[Records from a data source]
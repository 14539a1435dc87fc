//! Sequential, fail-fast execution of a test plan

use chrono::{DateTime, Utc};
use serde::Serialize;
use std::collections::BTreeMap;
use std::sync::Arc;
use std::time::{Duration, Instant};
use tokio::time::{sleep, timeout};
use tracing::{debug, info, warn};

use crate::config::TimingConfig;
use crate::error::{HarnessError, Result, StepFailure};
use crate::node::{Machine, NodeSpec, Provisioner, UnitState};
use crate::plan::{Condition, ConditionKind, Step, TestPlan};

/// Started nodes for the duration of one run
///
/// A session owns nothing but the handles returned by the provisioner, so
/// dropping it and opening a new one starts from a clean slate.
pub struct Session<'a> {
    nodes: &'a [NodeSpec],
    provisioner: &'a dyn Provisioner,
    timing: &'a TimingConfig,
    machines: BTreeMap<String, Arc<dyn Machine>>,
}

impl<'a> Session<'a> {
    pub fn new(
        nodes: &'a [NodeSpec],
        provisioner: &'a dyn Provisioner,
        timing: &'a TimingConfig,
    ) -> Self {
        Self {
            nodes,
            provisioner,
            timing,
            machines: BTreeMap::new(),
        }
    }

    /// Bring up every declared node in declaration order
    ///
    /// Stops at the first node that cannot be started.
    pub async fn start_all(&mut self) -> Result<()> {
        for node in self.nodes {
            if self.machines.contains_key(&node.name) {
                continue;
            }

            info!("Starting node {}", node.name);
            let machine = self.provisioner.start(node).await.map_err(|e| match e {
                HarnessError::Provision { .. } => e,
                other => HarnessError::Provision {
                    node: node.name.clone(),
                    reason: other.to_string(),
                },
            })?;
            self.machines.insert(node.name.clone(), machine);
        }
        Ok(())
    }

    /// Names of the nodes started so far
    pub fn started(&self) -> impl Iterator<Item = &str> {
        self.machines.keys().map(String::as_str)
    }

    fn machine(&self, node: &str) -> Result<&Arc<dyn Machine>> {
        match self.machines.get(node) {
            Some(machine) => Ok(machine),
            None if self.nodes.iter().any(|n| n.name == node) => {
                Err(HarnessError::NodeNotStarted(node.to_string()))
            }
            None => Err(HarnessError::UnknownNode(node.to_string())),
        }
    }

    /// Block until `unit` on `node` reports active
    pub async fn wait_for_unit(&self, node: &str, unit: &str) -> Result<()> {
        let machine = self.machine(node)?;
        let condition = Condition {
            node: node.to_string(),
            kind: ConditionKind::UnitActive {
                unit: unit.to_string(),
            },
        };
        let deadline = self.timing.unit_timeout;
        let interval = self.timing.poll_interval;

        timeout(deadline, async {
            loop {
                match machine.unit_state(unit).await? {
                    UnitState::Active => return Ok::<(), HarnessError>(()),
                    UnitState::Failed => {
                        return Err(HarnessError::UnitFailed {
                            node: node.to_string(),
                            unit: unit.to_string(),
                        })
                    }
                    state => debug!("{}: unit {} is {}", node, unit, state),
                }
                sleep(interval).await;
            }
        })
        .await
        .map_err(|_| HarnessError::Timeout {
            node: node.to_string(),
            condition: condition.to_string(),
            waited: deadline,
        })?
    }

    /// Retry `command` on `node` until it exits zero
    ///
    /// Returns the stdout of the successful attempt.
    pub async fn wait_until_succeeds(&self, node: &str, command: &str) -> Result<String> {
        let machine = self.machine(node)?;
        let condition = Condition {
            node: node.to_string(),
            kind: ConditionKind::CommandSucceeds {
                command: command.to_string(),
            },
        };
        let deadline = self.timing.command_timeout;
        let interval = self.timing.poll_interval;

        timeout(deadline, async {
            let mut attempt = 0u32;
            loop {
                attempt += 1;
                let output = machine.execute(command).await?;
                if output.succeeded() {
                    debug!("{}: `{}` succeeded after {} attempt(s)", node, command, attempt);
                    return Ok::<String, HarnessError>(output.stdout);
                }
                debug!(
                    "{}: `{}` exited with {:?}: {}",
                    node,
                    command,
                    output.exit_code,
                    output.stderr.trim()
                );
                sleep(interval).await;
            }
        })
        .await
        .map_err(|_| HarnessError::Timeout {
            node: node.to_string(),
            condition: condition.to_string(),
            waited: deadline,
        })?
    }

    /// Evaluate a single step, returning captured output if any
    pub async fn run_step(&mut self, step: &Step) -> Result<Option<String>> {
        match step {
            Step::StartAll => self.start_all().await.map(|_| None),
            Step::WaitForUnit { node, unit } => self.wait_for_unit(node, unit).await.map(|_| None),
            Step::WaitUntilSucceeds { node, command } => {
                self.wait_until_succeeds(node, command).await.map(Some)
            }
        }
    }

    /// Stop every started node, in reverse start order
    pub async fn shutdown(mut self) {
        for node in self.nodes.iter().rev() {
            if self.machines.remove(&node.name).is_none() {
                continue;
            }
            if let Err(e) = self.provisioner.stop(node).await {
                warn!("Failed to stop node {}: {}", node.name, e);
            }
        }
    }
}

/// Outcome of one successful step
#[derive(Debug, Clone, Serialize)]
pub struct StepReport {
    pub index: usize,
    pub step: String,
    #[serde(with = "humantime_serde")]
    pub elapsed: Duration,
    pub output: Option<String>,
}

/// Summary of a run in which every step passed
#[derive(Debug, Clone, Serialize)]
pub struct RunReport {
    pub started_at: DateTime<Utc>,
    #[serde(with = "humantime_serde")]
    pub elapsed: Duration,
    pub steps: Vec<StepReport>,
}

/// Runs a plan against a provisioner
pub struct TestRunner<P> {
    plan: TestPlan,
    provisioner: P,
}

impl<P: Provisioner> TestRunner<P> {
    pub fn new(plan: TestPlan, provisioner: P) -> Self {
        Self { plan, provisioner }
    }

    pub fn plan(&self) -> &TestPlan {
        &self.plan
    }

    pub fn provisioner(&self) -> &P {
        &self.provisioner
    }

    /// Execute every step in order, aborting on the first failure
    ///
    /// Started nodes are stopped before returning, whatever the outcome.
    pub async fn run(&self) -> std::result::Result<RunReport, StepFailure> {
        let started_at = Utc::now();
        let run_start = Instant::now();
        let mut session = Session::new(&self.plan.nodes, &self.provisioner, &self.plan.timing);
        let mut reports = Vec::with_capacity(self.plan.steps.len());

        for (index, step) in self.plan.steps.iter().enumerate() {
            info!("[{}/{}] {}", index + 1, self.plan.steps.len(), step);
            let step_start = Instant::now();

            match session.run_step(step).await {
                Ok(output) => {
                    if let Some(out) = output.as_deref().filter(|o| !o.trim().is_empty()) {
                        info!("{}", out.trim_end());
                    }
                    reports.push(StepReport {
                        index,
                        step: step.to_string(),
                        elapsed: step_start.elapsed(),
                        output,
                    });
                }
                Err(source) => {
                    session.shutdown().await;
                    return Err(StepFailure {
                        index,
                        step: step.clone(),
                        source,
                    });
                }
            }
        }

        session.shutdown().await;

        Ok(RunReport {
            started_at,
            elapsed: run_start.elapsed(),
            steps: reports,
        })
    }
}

## What to do
Copy all lines of the preceding data that hold the word "machines".

## Solved exercise
    machines: BTreeMap<String, Arc<dyn Machine>>,
            machines: BTreeMap::new(),
            if self.machines.contains_key(&node.name) {
            self.machines.insert(node.name.clone(), machine);
        self.machines.keys().map(String::as_str)
        match self.machines.get(node) {
            if self.machines.remove(&node.name).is_none() {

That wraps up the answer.